La Fiscalité désuète sur les terres agricoles: un fardeau pour les agriculteurs

Alors que les médias portent globalement des éclairages économiques et juridiques sur la colère de nos concitoyens agriculteurs, les fiscalistes ne peuvent à leur tour que s’indigner du traitement fiscal que subissent les agriculteurs pendant leur activité et lorsqu’il s’agit de transmettre leur exploitation à leurs enfants.

Outre les distorsions de concurrence et de normes juridiques et sanitaires, force est de constater que les terres agricoles subissent une double sanction fiscale dont aucun média ne se fait l’écho.

La première sanction concerne la fiscalité locale et en particulier, les impôts fonciers.

Le droit fiscal français appréhende les terres agricoles comme des immeubles non bâtis sans que leur usage professionnel soit un élément pris en compte.

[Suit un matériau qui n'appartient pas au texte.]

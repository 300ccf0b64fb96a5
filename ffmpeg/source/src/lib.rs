/*!
    Media source and demuxing for the ffmpeg crate ecosystem.

    This crate handles the input side of the media pipeline. It opens a container
    from a file path or network URL, describes its streams, and produces encoded
    packets that downstream crates can decode.
*/

mod codec_config;
mod convert;
mod network;
mod source;
mod version;

pub use codec_config::CodecConfig;
pub use convert::{pixel_format_from_ffmpeg, pixel_format_to_ffmpeg, rational_from_ffmpeg};
pub use source::{Source, SourcePacket, open};
pub use version::library_version;

pub use ffmpeg_types::{Error, MediaKind, Result, StreamDescriptor};
/*!
    Frame output for the ffmpeg crate ecosystem.

    This crate is the last stage of the pipeline. It takes the frames produced
    by `ffmpeg-decode` and hands them to the caller in a form the caller owns:
    a tightly packed copy of the decoded planes, or a packed BGRA image ready
    for display.

    Any other output target plugs in by implementing [`FrameSink`].
*/

mod bgra;
mod buffer;

pub use bgra::BgraSink;
pub use buffer::{FrameSink, OutputBuffer, Plane, PlaneCopySink, to_output_buffer};

pub use ffmpeg_decode::DecodedFrame;
pub use ffmpeg_types::{Error, PixelFormat, Result};
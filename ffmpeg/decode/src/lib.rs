/*!
    Media decoding for the ffmpeg crate ecosystem.

    This crate turns the packets produced by `ffmpeg-source` into raw video
    frames. It picks the stream to decode, opens a decoder bound to it, and
    runs the pull-model decode loop that yields one frame per call.

    ```ignore
    use ffmpeg_decode::{DecodeLoop, VideoDecoderConfig, open_decoder, select_video_stream};

    let mut source = ffmpeg_source::open("clip.mp4")?;
    let config = VideoDecoderConfig::default();
    let stream = select_video_stream(source.streams())?.clone();
    let mut decoder = open_decoder(&source, &stream, &config)?;
    let mut decode_loop = DecodeLoop::new(stream.index, &config);

    while let Some(frame) = decode_loop.next_frame(&mut source, &mut decoder)? {
        println!("{}x{} pts={:?}", frame.width(), frame.height(), frame.pts());
    }
    ```
*/

mod config;
mod decode_loop;
mod frame;
mod select;
mod video;

pub use config::VideoDecoderConfig;
pub use decode_loop::{DecodeLoop, DecodeStats};
pub use frame::DecodedFrame;
pub use select::{open_decoder, select_video_stream};
pub use video::VideoDecoder;

pub use ffmpeg_types::{Error, PixelFormat, Pts, Rational, Result, StreamDescriptor};
use anyhow::Result;
use clap::Parser;

mod cli;

fn main() -> Result<()> {
    cli::Args::parse().run()
}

Concrètement, aucune exonération de taxation n’est prévue alors même qu’il s’agit d’un outil de travail, ni même un abattement spécifique.

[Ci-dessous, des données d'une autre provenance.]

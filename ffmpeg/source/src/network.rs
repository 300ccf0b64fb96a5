/*!
    Network subsystem lifetime.
*/

use tracing::trace;

/**
    Holds one reference on FFmpeg's network subsystem.

    FFmpeg counts init/deinit calls, so every open source owns its own guard
    and the subsystem is torn down when the last one is dropped.
*/
pub(crate) struct NetworkGuard {
    _private: (),
}

impl NetworkGuard {
    pub(crate) fn acquire() -> Self {
        ffmpeg_next::format::network::init();
        trace!("network subsystem acquired");
        Self { _private: () }
    }
}

impl Drop for NetworkGuard {
    fn drop(&mut self) {
        ffmpeg_next::format::network::deinit();
        trace!("network subsystem released");
    }
}
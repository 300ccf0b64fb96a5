/*!
    Single-stream video decode pipeline.

    A [`Player`] opens one media locator (file path or network URL), picks its
    first video stream, and decodes it one frame per call. Each frame is handed
    to a [`FrameSink`] and the sink's output is kept as the latest frame until
    the next call replaces it.

    ```ignore
    use iptvplayer::Player;

    let mut player = Player::default();
    player.open("http://example.com/live/channel.ts")?;
    while let Some(frame) = player.decode_next_frame()? {
        println!("{}x{} pts={:?}", frame.width, frame.height, frame.pts);
    }
    player.close();
    ```
*/

mod player;

pub use player::{Player, PlayerConfig, PlayerState};

pub use ffmpeg_decode::{DecodeStats, DecodedFrame, VideoDecoderConfig};
pub use ffmpeg_sink::{BgraSink, FrameSink, OutputBuffer, Plane, PlaneCopySink, to_output_buffer};
pub use ffmpeg_source::library_version;
pub use ffmpeg_types::{Error, MediaKind, PixelFormat, Pts, Rational, Result, StreamDescriptor};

Comparaison internationale de la taxe foncière sur les terres non bâties

Nous rappellerons que dans cinq pays la taxe sur le foncier non bâti n’existe pas : Chypre, Croatie, Malte, Royaume Uni, Slovénie. D’autres pays exonèrent intégralement ou en grande partie les terres agricoles de cet impôt : Norvège, Pologne, République-Tchèque, Slovaquie.

La pression fiscale accrue suite à la réforme de 2018

En France la réforme de 2018 sur la valeur cadastrale des biens professionnels n’a rien prévu de spécifique pour les terres agricoles, lesquelles restent soumises de plein droit à la taxe foncière sur les immeubles non bâtis.

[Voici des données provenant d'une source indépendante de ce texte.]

/*!
    Caller-owned copies of decoded frames.
*/

use std::time::Duration;

use tracing::trace;

use ffmpeg_decode::DecodedFrame;
use ffmpeg_types::{Error, PixelFormat, Pts, Rational, Result};

/**
    Receives decoded frames and turns them into the caller's output type.

    The frame is only borrowed for the call; whatever the sink returns is
    owned by the caller.
*/
pub trait FrameSink {
    type Output;

    fn accept(&mut self, frame: &DecodedFrame) -> Result<Self::Output>;
}

/**
    One tightly packed plane of an [`OutputBuffer`].
*/
#[derive(Clone, PartialEq, Eq)]
pub struct Plane {
    pub data: Vec<u8>,
    /// Bytes per row. Equal to the row width; rows carry no padding.
    pub stride: usize,
}

impl Plane {
    pub fn rows(&self) -> usize {
        if self.stride == 0 {
            0
        } else {
            self.data.len() / self.stride
        }
    }

    /**
        One row of the plane.
    */
    pub fn row(&self, index: usize) -> Option<&[u8]> {
        let start = index.checked_mul(self.stride)?;
        self.data.get(start..start + self.stride)
    }
}

impl std::fmt::Debug for Plane {
    fn fmt(&self, f: &mut std::fmt::Formatter<'_>) -> std::fmt::Result {
        f.debug_struct("Plane")
            .field("len", &self.data.len())
            .field("stride", &self.stride)
            .finish()
    }
}

/**
    A decoded frame copied out of the decoder.
*/
#[derive(Clone, Debug, PartialEq, Eq)]
pub struct OutputBuffer {
    pub width: u32,
    pub height: u32,
    pub format: PixelFormat,
    /// Presentation timestamp in `time_base` units.
    pub pts: Option<Pts>,
    pub time_base: Rational,
    pub planes: Vec<Plane>,
}

impl OutputBuffer {
    /**
        Presentation time as a duration from the stream origin.
    */
    pub fn presentation_time(&self) -> Option<Duration> {
        self.pts?.to_duration(self.time_base)
    }

    /**
        Total size in bytes of every plane.
    */
    pub fn len(&self) -> usize {
        self.planes.iter().map(|plane| plane.data.len()).sum()
    }

    pub fn is_empty(&self) -> bool {
        self.len() == 0
    }
}

/**
    Copy a decoded frame into an [`OutputBuffer`].

    Each plane is copied row by row so the output carries no stride padding.
    Width, height, pixel format and timestamp are preserved.

    Bottom-up planes (negative linesize) are copied in display order, so
    row 0 of the output is always the top row of the picture.

    Fails with [`Error::Conversion`] for frames with zero dimensions, pixel
    formats without a [`PixelFormat`] mapping, or planes smaller than their
    format requires.
*/
pub fn to_output_buffer(frame: &DecodedFrame) -> Result<OutputBuffer> {
    let (width, height) = (frame.width(), frame.height());
    if width == 0 || height == 0 {
        return Err(Error::conversion(format!(
            "frame has zero dimensions ({}x{})",
            width, height
        )));
    }

    let format = frame.pixel_format().ok_or_else(|| {
        Error::conversion(format!(
            "no output mapping for pixel format {:?}",
            frame.ffmpeg_format()
        ))
    })?;

    let layout = format.plane_layout(width, height);
    if frame.plane_count() < layout.len() {
        return Err(Error::conversion(format!(
            "{:?} needs {} planes, frame has {}",
            format,
            layout.len(),
            frame.plane_count()
        )));
    }

    let mut planes = Vec::with_capacity(layout.len());
    for (index, plane) in layout.iter().enumerate() {
        let mut data = Vec::with_capacity(plane.len());
        for row in 0..plane.rows {
            let src = frame.row(index, row, plane.row_bytes).ok_or_else(|| {
                Error::conversion(format!(
                    "plane {} row {} is missing or shorter than {} bytes (linesize {})",
                    index,
                    row,
                    plane.row_bytes,
                    frame.linesize(index)
                ))
            })?;
            data.extend_from_slice(src);
        }

        planes.push(Plane {
            data,
            stride: plane.row_bytes,
        });
    }

    trace!(width, height, ?format, pts = ?frame.pts(), "copied frame");

    Ok(OutputBuffer {
        width,
        height,
        format,
        pts: frame.pts(),
        time_base: frame.time_base(),
        planes,
    })
}

/**
    Sink producing an [`OutputBuffer`] in the frame's own pixel format.
*/
#[derive(Clone, Copy, Debug, Default)]
pub struct PlaneCopySink;

impl FrameSink for PlaneCopySink {
    type Output = OutputBuffer;

    fn accept(&mut self, frame: &DecodedFrame) -> Result<OutputBuffer> {
        to_output_buffer(frame)
    }
}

De plus, consécutivement à la disparition de la taxe d’habitation et face à la préservation des ressources budgétaires des collectivités locales, la pression fiscale s’est accentuée avec une augmentation régulière des droits à payer constatée chaque année.

La seconde sanction et sans doute la plus anachronique concerne la fiscalité des droits de succession des terres agricoles.

Depuis le début des années 2000, onze pays ont abrogé les droits de mutation à titre gratuit : Autriche (2008), Chypre (2000), Estonie, Lettonie, Malte, République tchèque (2014), Roumanie, Slovaquie (2004), Suède (2005), Norvège (2014), Liechtenstein (2011).

On observe une tendance à supprimer les droits de mutation à titre gratuit en Europe. Parmi les pays les appliquant, plus de la moitié d’entre eux, ont mis en place des dispositifs fiscaux en faveur des terres agricoles sous forme d’exonérations et d’abattements spécifiques.

Les spécificités de la législation française sur les successions

Pour une exploitation française, si rien n’est mis en place par les héritiers, les terres agricoles viennent s’inscrire à l’actif brut de la succession et subissent le barème progressif des droits de succession sans aucune particularité hormis l’abattement de 100.000€ en ligne direct (s’il n’a pas été utilisé par des donations antérieures fiscalement rapportables (c’est-à-dire de moins de 15 ans !).

Comparaison avec l’Allemagne et les abattements spécifiques

Si nous regardons nos voisins allemands, en ligne directe, le taux maximum, 30 %, n’est atteint que lorsque la part héréditaire après abattement dépasse 26 millions d’euros.

La plupart des héritages ne sont pas taxés puisque l’abattement dont bénéficie le conjoint se monte à 563.000€.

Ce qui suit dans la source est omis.